BRIEF —
A verbatim copy of the data below is the required output.

Start of Block

//! IPC message protocol definitions
//!
//! All messages are JSON-encoded, prefixed with a 4-byte little-endian length.

use serde::{Deserialize, Serialize};

use crate::events::SessionEvent;
use crate::grammar::Intent;
use crate::recognizer::ChannelCommand;
use crate::session::{SessionError, SessionSnapshot, TranscriptUpdate};

/// Largest accepted message body
pub const MAX_MESSAGE_LEN: usize = 1024 * 1024;

/// Requests from UI and recognizer clients to the daemon
#[derive(Debug, Clone, Serialize, Deserialize)]
#[serde(tag = "type", rename_all = "snake_case")]
pub enum Request {
    /// Ping to check connectivity
    Ping,

    /// Request current daemon status
    GetStatus,

    /// Begin a recording session
    StartRecording,

    /// Finalize the current recording now
    StopRecording,

    /// Return an idle session to a clean state
    Reset,

    /// Transcript update from an attached recognizer
    Transcript(TranscriptUpdate),

    /// Read one list
    GetList { intent: Intent },

    /// Delete one entry from a list
    RemoveEntry { intent: Intent, index: usize },

    /// Subscribe to session event notifications
    Subscribe,

    /// Register this connection as the speech recognizer
    AttachRecognizer,
}

/// Responses from daemon to clients
#[derive(Debug, Clone, Serialize, Deserialize)]
#[serde(tag = "type", rename_all = "snake_case")]
pub enum Response {
    /// Pong response to ping
    Pong,

    /// Current daemon status
    Status(DaemonStatus),

    /// Command accepted
    Accepted,

    /// Contents of one list
    List { intent: Intent, entries: Vec<String> },

    /// Entry deleted from a list
    Removed { intent: Intent, index: usize, entry: String },

    /// Subscription confirmed
    Subscribed,

    /// Recognizer registration confirmed
    RecognizerAttached,

    /// Error response
    Error { code: String, message: String },
}

impl From<&SessionError> for Response {
    fn from(err: &SessionError) -> Self {
        Response::Error {
            code: err.code().to_string(),
            message: err.to_string(),
        }
    }
}

/// Push notification from daemon to subscribed or attached clients
#[derive(Debug, Clone, Serialize, Deserialize)]
#[serde(tag = "notification", rename_all = "snake_case")]
pub enum Notification {
    /// Session event occurred
    Event(SessionEvent),

    /// Start or stop request for an attached recognizer
    Channel { command: ChannelCommand },
}

/// Full daemon status snapshot
#[derive(Debug, Clone, Serialize, Deserialize)]
pub struct DaemonStatus {
    /// Daemon version
    pub version: String,

    /// Current recording session
    pub session: SessionSnapshot,

    /// Number of recognizers currently attached
    pub recognizers_attached: usize,

    /// Uptime in seconds
    pub uptime_secs: u64,
}

impl DaemonStatus {
    pub fn new(session: SessionSnapshot, recognizers_attached: usize, uptime_secs: u64) -> Self {
        Self {
            version: env!("CARGO_PKG_VERSION").to_string(),
            session,
            recognizers_attached,
            uptime_secs,
        }
    }
}
//! Transcript session module
//!
//! Provides the recording state machine and the driver that runs it:
//! - Idle: ready to record
//! - Recording: accumulating partial transcripts
//! - Finalizing: first finalize trigger fired, classification pending
//! - Done / Failed: one entry produced, or nothing usable

mod driver;
mod machine;
mod timeout;

pub use driver::{DriverOptions, SessionClient, SessionCommand, SessionDriver, SessionSnapshot};
pub use machine::{
    ClassifiedEntry, FinalizeReason, SessionError, Status, TimeoutToken, TranscriptSession,
    TranscriptUpdate, Trigger,
};
pub use timeout::TimeoutTimer;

End of Block

WRITTEN ANSWER —
//! IPC message protocol definitions
//!
//! All messages are JSON-encoded, prefixed with a 4-byte little-endian length.

use serde::{Deserialize, Serialize};

use crate::events::SessionEvent;
use crate::grammar::Intent;
use crate::recognizer::ChannelCommand;
use crate::session::{SessionError, SessionSnapshot, TranscriptUpdate};

/// Largest accepted message body
pub const MAX_MESSAGE_LEN: usize = 1024 * 1024;

/// Requests from UI and recognizer clients to the daemon
#[derive(Debug, Clone, Serialize, Deserialize)]
#[serde(tag = "type", rename_all = "snake_case")]
pub enum Request {
    /// Ping to check connectivity
    Ping,

    /// Request current daemon status
    GetStatus,

    /// Begin a recording session
    StartRecording,

    /// Finalize the current recording now
    StopRecording,

    /// Return an idle session to a clean state
    Reset,

    /// Transcript update from an attached recognizer
    Transcript(TranscriptUpdate),

    /// Read one list
    GetList { intent: Intent },

    /// Delete one entry from a list
    RemoveEntry { intent: Intent, index: usize },

    /// Subscribe to session event notifications
    Subscribe,

    /// Register this connection as the speech recognizer
    AttachRecognizer,
}

/// Responses from daemon to clients
#[derive(Debug, Clone, Serialize, Deserialize)]
#[serde(tag = "type", rename_all = "snake_case")]
pub enum Response {
    /// Pong response to ping
    Pong,

    /// Current daemon status
    Status(DaemonStatus),

    /// Command accepted
    Accepted,

    /// Contents of one list
    List { intent: Intent, entries: Vec<String> },

    /// Entry deleted from a list
    Removed { intent: Intent, index: usize, entry: String },

    /// Subscription confirmed
    Subscribed,

    /// Recognizer registration confirmed
    RecognizerAttached,

    /// Error response
    Error { code: String, message: String },
}

impl From<&SessionError> for Response {
    fn from(err: &SessionError) -> Self {
        Response::Error {
            code: err.code().to_string(),
            message: err.to_string(),
        }
    }
}

/// Push notification from daemon to subscribed or attached clients
#[derive(Debug, Clone, Serialize, Deserialize)]
#[serde(tag = "notification", rename_all = "snake_case")]
pub enum Notification {
    /// Session event occurred
    Event(SessionEvent),

    /// Start or stop request for an attached recognizer
    Channel { command: ChannelCommand },
}

/// Full daemon status snapshot
#[derive(Debug, Clone, Serialize, Deserialize)]
pub struct DaemonStatus {
    /// Daemon version
    pub version: String,

    /// Current recording session
    pub session: SessionSnapshot,

    /// Number of recognizers currently attached
    pub recognizers_attached: usize,

    /// Uptime in seconds
    pub uptime_secs: u64,
}

impl DaemonStatus {
    pub fn new(session: SessionSnapshot, recognizers_attached: usize, uptime_secs: u64) -> Self {
        Self {
            version: env!("CARGO_PKG_VERSION").to_string(),
            session,
            recognizers_attached,
            uptime_secs,
        }
    }
}
//! Transcript session module
//!
//! Provides the recording state machine and the driver that runs it:
//! - Idle: ready to record
//! - Recording: accumulating partial transcripts
//! - Finalizing: first finalize trigger fired, classification pending
//! - Done / Failed: one entry produced, or nothing usable

mod driver;
mod machine;
mod timeout;

pub use driver::{DriverOptions, SessionClient, SessionCommand, SessionDriver, SessionSnapshot};
pub use machine::{
    ClassifiedEntry, FinalizeReason, SessionError, Status, TimeoutToken, TranscriptSession,
    TranscriptUpdate, Trigger,
};
pub use timeout::TimeoutTimer;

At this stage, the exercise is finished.